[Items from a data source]
◇ ◇ ◇ ◇ ◇ ◇ ◇

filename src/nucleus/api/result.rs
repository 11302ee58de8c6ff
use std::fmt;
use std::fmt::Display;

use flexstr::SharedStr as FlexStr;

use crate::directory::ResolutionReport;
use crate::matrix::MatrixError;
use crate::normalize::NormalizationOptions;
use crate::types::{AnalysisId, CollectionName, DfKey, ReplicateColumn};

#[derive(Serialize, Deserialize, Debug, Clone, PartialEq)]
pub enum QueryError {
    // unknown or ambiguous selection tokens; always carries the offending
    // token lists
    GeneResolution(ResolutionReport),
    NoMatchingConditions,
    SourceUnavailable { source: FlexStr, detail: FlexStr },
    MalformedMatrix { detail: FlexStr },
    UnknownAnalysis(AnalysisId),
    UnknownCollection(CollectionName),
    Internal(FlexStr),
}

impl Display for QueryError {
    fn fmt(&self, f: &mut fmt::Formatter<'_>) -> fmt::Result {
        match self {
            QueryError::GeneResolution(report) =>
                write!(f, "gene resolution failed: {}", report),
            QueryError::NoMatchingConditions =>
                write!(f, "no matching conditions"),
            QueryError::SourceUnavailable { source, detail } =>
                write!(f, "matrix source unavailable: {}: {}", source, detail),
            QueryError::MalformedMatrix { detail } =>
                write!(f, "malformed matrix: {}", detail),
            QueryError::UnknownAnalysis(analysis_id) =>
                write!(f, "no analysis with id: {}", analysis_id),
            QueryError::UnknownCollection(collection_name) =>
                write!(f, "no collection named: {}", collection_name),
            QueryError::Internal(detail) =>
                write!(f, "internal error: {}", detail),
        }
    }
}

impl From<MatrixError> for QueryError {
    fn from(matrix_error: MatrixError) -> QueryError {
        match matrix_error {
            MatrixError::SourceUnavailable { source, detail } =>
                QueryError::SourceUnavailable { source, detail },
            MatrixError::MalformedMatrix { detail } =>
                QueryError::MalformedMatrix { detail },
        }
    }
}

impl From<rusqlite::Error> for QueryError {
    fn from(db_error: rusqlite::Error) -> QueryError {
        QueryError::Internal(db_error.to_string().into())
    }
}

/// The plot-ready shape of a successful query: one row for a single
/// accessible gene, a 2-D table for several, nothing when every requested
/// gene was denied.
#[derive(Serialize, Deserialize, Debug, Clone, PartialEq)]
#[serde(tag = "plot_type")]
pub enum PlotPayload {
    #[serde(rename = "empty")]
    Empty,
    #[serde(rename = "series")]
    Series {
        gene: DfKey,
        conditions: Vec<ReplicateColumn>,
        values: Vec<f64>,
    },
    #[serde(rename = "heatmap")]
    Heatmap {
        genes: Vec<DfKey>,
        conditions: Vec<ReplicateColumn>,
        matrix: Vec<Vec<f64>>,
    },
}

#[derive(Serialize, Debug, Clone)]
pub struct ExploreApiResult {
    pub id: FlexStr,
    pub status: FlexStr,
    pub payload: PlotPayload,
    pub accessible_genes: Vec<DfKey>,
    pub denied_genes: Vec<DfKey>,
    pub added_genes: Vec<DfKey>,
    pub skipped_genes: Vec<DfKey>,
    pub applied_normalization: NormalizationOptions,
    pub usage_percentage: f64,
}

◇ ◇ ◇ ◇ ◇ ◇ ◇

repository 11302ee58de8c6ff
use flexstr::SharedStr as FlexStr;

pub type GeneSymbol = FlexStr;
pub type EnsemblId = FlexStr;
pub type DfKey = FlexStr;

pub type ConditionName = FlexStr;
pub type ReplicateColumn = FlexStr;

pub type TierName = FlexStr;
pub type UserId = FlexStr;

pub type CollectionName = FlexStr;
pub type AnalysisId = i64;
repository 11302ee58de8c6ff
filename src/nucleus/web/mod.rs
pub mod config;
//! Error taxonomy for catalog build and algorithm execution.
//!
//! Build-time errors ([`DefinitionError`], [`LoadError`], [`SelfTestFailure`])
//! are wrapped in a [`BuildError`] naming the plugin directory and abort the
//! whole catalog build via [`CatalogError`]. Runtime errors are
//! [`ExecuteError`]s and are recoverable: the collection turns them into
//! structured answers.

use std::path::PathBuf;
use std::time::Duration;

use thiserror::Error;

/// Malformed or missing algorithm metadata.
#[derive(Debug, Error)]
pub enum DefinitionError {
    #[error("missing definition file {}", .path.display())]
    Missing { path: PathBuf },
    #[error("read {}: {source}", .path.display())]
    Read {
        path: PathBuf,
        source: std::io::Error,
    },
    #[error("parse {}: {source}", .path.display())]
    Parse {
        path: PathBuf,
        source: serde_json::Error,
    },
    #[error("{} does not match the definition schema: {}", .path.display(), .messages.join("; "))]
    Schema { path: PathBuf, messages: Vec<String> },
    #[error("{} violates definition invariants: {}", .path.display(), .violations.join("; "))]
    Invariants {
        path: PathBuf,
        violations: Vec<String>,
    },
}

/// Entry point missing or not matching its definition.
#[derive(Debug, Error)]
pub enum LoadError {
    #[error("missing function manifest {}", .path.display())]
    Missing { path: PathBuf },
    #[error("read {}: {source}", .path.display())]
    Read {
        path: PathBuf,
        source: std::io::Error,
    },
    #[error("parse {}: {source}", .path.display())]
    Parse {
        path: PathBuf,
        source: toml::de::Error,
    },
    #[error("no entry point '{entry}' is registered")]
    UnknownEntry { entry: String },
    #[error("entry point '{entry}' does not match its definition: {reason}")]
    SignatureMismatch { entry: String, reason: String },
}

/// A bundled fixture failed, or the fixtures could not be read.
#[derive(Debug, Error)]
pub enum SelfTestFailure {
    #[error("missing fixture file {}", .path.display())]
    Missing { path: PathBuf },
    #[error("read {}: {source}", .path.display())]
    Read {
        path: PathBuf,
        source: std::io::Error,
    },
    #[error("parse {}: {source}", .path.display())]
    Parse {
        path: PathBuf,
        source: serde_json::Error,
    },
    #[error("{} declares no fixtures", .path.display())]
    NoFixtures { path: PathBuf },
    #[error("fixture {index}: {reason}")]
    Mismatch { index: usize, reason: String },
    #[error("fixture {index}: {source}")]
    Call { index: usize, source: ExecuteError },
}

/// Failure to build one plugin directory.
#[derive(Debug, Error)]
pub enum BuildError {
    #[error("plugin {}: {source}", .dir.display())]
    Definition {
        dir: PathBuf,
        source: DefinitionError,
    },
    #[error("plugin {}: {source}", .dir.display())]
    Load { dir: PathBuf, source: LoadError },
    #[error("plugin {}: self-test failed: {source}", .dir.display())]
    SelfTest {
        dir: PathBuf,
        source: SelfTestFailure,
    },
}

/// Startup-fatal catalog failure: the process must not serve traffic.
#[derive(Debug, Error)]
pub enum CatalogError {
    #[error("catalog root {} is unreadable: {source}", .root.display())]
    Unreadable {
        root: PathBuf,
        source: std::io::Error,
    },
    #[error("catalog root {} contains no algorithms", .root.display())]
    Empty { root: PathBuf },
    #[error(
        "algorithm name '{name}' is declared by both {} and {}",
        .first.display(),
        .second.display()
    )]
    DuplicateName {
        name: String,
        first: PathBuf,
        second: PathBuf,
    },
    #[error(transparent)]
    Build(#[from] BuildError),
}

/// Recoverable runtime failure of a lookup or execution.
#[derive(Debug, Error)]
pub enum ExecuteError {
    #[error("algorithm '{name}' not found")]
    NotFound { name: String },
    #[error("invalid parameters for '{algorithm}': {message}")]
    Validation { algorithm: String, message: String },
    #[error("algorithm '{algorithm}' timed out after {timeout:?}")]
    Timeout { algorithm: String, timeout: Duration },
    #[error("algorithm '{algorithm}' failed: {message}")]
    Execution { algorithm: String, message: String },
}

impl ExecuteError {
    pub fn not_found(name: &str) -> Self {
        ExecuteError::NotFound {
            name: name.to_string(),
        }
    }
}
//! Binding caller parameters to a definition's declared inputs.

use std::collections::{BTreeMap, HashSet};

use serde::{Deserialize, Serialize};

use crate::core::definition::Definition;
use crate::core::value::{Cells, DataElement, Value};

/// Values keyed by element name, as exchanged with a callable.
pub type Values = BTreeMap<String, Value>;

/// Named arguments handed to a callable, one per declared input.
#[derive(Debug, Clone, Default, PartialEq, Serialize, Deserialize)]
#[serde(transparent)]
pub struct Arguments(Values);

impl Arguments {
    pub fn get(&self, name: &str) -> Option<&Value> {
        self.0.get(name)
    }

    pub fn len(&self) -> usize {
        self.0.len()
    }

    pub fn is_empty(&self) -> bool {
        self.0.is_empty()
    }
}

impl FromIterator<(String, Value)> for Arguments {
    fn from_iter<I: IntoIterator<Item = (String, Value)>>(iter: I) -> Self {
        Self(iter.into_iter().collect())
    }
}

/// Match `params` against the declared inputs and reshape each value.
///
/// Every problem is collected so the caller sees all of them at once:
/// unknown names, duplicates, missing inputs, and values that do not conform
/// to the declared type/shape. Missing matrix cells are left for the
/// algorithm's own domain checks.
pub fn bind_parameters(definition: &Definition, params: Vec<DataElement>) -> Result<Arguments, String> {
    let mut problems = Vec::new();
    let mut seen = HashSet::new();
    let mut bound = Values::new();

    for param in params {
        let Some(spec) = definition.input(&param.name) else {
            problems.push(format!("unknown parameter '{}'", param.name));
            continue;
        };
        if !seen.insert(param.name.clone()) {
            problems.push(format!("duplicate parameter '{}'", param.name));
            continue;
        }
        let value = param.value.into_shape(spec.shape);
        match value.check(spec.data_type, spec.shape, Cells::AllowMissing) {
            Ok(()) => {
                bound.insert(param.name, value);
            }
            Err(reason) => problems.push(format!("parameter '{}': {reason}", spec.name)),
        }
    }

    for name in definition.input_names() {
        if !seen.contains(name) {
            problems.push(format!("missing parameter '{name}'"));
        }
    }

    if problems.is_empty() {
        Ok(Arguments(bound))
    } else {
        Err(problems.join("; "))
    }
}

◇ ◇ ◇ ◇ ◇ ◇ ◇

**How to complete this task**.
Scan the records above for the string "rename", then copy each line where it turns up.

**Answer to this task**.
    #[serde(rename = "empty")]
    #[serde(rename = "series")]
    #[serde(rename = "heatmap")]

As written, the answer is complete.